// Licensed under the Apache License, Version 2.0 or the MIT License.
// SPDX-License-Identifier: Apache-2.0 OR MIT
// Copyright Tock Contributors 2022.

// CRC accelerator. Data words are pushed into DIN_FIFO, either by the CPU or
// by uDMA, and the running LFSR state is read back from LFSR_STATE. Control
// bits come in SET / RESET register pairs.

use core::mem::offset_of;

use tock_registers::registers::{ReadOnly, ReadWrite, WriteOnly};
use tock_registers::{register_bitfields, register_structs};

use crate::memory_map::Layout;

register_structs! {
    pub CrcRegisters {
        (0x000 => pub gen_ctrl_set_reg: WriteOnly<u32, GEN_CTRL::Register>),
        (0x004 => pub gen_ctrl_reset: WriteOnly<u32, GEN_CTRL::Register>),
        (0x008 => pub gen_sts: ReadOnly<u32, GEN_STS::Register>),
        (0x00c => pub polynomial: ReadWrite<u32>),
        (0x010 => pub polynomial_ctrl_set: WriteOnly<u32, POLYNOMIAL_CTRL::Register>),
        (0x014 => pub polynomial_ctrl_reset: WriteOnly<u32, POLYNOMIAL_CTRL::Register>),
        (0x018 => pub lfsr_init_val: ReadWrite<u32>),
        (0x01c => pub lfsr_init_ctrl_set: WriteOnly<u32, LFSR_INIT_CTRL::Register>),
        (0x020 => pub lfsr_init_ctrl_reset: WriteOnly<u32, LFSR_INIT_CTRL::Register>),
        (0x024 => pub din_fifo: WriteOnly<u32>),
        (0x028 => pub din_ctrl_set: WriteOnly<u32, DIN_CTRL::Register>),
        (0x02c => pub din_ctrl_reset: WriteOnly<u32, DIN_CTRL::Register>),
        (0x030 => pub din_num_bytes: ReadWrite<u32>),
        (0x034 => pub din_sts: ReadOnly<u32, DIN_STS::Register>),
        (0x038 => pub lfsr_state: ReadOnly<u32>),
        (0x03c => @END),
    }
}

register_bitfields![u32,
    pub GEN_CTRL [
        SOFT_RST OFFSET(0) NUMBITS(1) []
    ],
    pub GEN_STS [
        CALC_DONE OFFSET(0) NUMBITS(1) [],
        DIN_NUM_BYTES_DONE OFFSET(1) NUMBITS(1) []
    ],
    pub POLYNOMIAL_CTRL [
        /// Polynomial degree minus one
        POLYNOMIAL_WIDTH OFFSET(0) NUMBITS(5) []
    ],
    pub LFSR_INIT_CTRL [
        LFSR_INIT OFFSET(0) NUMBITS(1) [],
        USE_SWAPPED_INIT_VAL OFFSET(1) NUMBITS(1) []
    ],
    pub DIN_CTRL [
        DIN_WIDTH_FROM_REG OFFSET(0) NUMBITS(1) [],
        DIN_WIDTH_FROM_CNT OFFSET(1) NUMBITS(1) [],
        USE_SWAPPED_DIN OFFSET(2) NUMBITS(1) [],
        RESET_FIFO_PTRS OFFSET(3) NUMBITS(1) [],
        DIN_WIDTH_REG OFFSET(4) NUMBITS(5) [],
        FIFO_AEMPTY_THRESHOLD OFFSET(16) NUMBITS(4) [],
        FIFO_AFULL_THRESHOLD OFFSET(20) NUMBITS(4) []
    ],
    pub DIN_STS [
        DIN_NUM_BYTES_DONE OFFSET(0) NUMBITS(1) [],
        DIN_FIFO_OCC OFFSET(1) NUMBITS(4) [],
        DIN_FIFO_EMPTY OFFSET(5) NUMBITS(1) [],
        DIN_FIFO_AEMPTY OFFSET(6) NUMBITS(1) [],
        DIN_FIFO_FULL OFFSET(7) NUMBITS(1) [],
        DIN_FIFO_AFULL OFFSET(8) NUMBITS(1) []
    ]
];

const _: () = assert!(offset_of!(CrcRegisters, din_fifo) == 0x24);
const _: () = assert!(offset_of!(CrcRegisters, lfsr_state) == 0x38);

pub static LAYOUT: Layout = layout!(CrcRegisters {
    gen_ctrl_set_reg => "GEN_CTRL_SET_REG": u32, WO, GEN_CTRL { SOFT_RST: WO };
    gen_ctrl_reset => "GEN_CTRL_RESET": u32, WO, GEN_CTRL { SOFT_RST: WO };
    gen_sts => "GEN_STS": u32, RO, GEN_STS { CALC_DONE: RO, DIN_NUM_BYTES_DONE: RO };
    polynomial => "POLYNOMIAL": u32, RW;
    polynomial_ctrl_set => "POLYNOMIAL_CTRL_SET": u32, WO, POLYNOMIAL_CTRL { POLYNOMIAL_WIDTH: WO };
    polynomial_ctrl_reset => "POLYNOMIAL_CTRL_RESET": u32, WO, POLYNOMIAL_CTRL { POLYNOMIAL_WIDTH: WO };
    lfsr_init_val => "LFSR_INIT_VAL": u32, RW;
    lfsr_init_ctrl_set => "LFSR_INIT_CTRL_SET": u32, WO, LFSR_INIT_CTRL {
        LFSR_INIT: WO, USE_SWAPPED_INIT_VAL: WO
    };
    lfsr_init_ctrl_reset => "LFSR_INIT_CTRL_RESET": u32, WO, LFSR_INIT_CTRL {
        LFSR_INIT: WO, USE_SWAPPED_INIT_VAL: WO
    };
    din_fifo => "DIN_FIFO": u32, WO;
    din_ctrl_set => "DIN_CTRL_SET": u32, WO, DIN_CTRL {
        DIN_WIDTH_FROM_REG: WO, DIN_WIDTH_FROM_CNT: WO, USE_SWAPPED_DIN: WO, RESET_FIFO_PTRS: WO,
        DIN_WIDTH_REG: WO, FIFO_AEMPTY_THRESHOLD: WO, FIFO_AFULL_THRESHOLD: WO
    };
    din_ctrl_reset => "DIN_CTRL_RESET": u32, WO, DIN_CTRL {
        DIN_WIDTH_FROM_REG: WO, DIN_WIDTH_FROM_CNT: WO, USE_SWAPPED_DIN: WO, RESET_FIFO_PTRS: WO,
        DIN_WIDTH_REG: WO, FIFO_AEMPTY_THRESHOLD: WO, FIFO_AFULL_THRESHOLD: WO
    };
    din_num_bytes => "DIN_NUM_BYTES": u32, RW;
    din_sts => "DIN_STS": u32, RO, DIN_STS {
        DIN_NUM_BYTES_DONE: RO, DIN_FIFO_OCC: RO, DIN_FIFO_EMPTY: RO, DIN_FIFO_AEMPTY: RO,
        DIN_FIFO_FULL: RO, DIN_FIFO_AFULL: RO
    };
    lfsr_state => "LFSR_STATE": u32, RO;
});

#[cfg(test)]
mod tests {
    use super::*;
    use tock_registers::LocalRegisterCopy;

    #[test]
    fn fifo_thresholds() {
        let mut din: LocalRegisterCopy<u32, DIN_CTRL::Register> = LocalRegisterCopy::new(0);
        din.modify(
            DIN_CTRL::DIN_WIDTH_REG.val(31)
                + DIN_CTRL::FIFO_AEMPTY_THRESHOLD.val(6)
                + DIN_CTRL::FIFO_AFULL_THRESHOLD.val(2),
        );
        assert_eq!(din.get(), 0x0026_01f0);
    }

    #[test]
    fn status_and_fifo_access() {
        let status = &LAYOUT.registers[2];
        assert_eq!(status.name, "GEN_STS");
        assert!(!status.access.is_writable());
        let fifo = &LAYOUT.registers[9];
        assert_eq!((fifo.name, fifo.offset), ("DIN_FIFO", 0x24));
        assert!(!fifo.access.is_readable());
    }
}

•••••

What is being asked -
A word-for-word restatement of the data above is required.

Exercise result -
// Licensed under the Apache License, Version 2.0 or the MIT License.
// SPDX-License-Identifier: Apache-2.0 OR MIT
// Copyright Tock Contributors 2022.

// CRC accelerator. Data words are pushed into DIN_FIFO, either by the CPU or
// by uDMA, and the running LFSR state is read back from LFSR_STATE. Control
// bits come in SET / RESET register pairs.

use core::mem::offset_of;

use tock_registers::registers::{ReadOnly, ReadWrite, WriteOnly};
use tock_registers::{register_bitfields, register_structs};

use crate::memory_map::Layout;

register_structs! {
    pub CrcRegisters {
        (0x000 => pub gen_ctrl_set_reg: WriteOnly<u32, GEN_CTRL::Register>),
        (0x004 => pub gen_ctrl_reset: WriteOnly<u32, GEN_CTRL::Register>),
        (0x008 => pub gen_sts: ReadOnly<u32, GEN_STS::Register>),
        (0x00c => pub polynomial: ReadWrite<u32>),
        (0x010 => pub polynomial_ctrl_set: WriteOnly<u32, POLYNOMIAL_CTRL::Register>),
        (0x014 => pub polynomial_ctrl_reset: WriteOnly<u32, POLYNOMIAL_CTRL::Register>),
        (0x018 => pub lfsr_init_val: ReadWrite<u32>),
        (0x01c => pub lfsr_init_ctrl_set: WriteOnly<u32, LFSR_INIT_CTRL::Register>),
        (0x020 => pub lfsr_init_ctrl_reset: WriteOnly<u32, LFSR_INIT_CTRL::Register>),
        (0x024 => pub din_fifo: WriteOnly<u32>),
        (0x028 => pub din_ctrl_set: WriteOnly<u32, DIN_CTRL::Register>),
        (0x02c => pub din_ctrl_reset: WriteOnly<u32, DIN_CTRL::Register>),
        (0x030 => pub din_num_bytes: ReadWrite<u32>),
        (0x034 => pub din_sts: ReadOnly<u32, DIN_STS::Register>),
        (0x038 => pub lfsr_state: ReadOnly<u32>),
        (0x03c => @END),
    }
}

register_bitfields![u32,
    pub GEN_CTRL [
        SOFT_RST OFFSET(0) NUMBITS(1) []
    ],
    pub GEN_STS [
        CALC_DONE OFFSET(0) NUMBITS(1) [],
        DIN_NUM_BYTES_DONE OFFSET(1) NUMBITS(1) []
    ],
    pub POLYNOMIAL_CTRL [
        /// Polynomial degree minus one
        POLYNOMIAL_WIDTH OFFSET(0) NUMBITS(5) []
    ],
    pub LFSR_INIT_CTRL [
        LFSR_INIT OFFSET(0) NUMBITS(1) [],
        USE_SWAPPED_INIT_VAL OFFSET(1) NUMBITS(1) []
    ],
    pub DIN_CTRL [
        DIN_WIDTH_FROM_REG OFFSET(0) NUMBITS(1) [],
        DIN_WIDTH_FROM_CNT OFFSET(1) NUMBITS(1) [],
        USE_SWAPPED_DIN OFFSET(2) NUMBITS(1) [],
        RESET_FIFO_PTRS OFFSET(3) NUMBITS(1) [],
        DIN_WIDTH_REG OFFSET(4) NUMBITS(5) [],
        FIFO_AEMPTY_THRESHOLD OFFSET(16) NUMBITS(4) [],
        FIFO_AFULL_THRESHOLD OFFSET(20) NUMBITS(4) []
    ],
    pub DIN_STS [
        DIN_NUM_BYTES_DONE OFFSET(0) NUMBITS(1) [],
        DIN_FIFO_OCC OFFSET(1) NUMBITS(4) [],
        DIN_FIFO_EMPTY OFFSET(5) NUMBITS(1) [],
        DIN_FIFO_AEMPTY OFFSET(6) NUMBITS(1) [],
        DIN_FIFO_FULL OFFSET(7) NUMBITS(1) [],
        DIN_FIFO_AFULL OFFSET(8) NUMBITS(1) []
    ]
];

const _: () = assert!(offset_of!(CrcRegisters, din_fifo) == 0x24);
const _: () = assert!(offset_of!(CrcRegisters, lfsr_state) == 0x38);

pub static LAYOUT: Layout = layout!(CrcRegisters {
    gen_ctrl_set_reg => "GEN_CTRL_SET_REG": u32, WO, GEN_CTRL { SOFT_RST: WO };
    gen_ctrl_reset => "GEN_CTRL_RESET": u32, WO, GEN_CTRL { SOFT_RST: WO };
    gen_sts => "GEN_STS": u32, RO, GEN_STS { CALC_DONE: RO, DIN_NUM_BYTES_DONE: RO };
    polynomial => "POLYNOMIAL": u32, RW;
    polynomial_ctrl_set => "POLYNOMIAL_CTRL_SET": u32, WO, POLYNOMIAL_CTRL { POLYNOMIAL_WIDTH: WO };
    polynomial_ctrl_reset => "POLYNOMIAL_CTRL_RESET": u32, WO, POLYNOMIAL_CTRL { POLYNOMIAL_WIDTH: WO };
    lfsr_init_val => "LFSR_INIT_VAL": u32, RW;
    lfsr_init_ctrl_set => "LFSR_INIT_CTRL_SET": u32, WO, LFSR_INIT_CTRL {
        LFSR_INIT: WO, USE_SWAPPED_INIT_VAL: WO
    };
    lfsr_init_ctrl_reset => "LFSR_INIT_CTRL_RESET": u32, WO, LFSR_INIT_CTRL {
        LFSR_INIT: WO, USE_SWAPPED_INIT_VAL: WO
    };
    din_fifo => "DIN_FIFO": u32, WO;
    din_ctrl_set => "DIN_CTRL_SET": u32, WO, DIN_CTRL {
        DIN_WIDTH_FROM_REG: WO, DIN_WIDTH_FROM_CNT: WO, USE_SWAPPED_DIN: WO, RESET_FIFO_PTRS: WO,
        DIN_WIDTH_REG: WO, FIFO_AEMPTY_THRESHOLD: WO, FIFO_AFULL_THRESHOLD: WO
    };
    din_ctrl_reset => "DIN_CTRL_RESET": u32, WO, DIN_CTRL {
        DIN_WIDTH_FROM_REG: WO, DIN_WIDTH_FROM_CNT: WO, USE_SWAPPED_DIN: WO, RESET_FIFO_PTRS: WO,
        DIN_WIDTH_REG: WO, FIFO_AEMPTY_THRESHOLD: WO, FIFO_AFULL_THRESHOLD: WO
    };
    din_num_bytes => "DIN_NUM_BYTES": u32, RW;
    din_sts => "DIN_STS": u32, RO, DIN_STS {
        DIN_NUM_BYTES_DONE: RO, DIN_FIFO_OCC: RO, DIN_FIFO_EMPTY: RO, DIN_FIFO_AEMPTY: RO,
        DIN_FIFO_FULL: RO, DIN_FIFO_AFULL: RO
    };
    lfsr_state => "LFSR_STATE": u32, RO;
});

#[cfg(test)]
mod tests {
    use super::*;
    use tock_registers::LocalRegisterCopy;

    #[test]
    fn fifo_thresholds() {
        let mut din: LocalRegisterCopy<u32, DIN_CTRL::Register> = LocalRegisterCopy::new(0);
        din.modify(
            DIN_CTRL::DIN_WIDTH_REG.val(31)
                + DIN_CTRL::FIFO_AEMPTY_THRESHOLD.val(6)
                + DIN_CTRL::FIFO_AFULL_THRESHOLD.val(2),
        );
        assert_eq!(din.get(), 0x0026_01f0);
    }

    #[test]
    fn status_and_fifo_access() {
        let status = &LAYOUT.registers[2];
        assert_eq!(status.name, "GEN_STS");
        assert!(!status.access.is_writable());
        let fifo = &LAYOUT.registers[9];
        assert_eq!((fifo.name, fifo.offset), ("DIN_FIFO", 0x24));
        assert!(!fifo.access.is_readable());
    }
}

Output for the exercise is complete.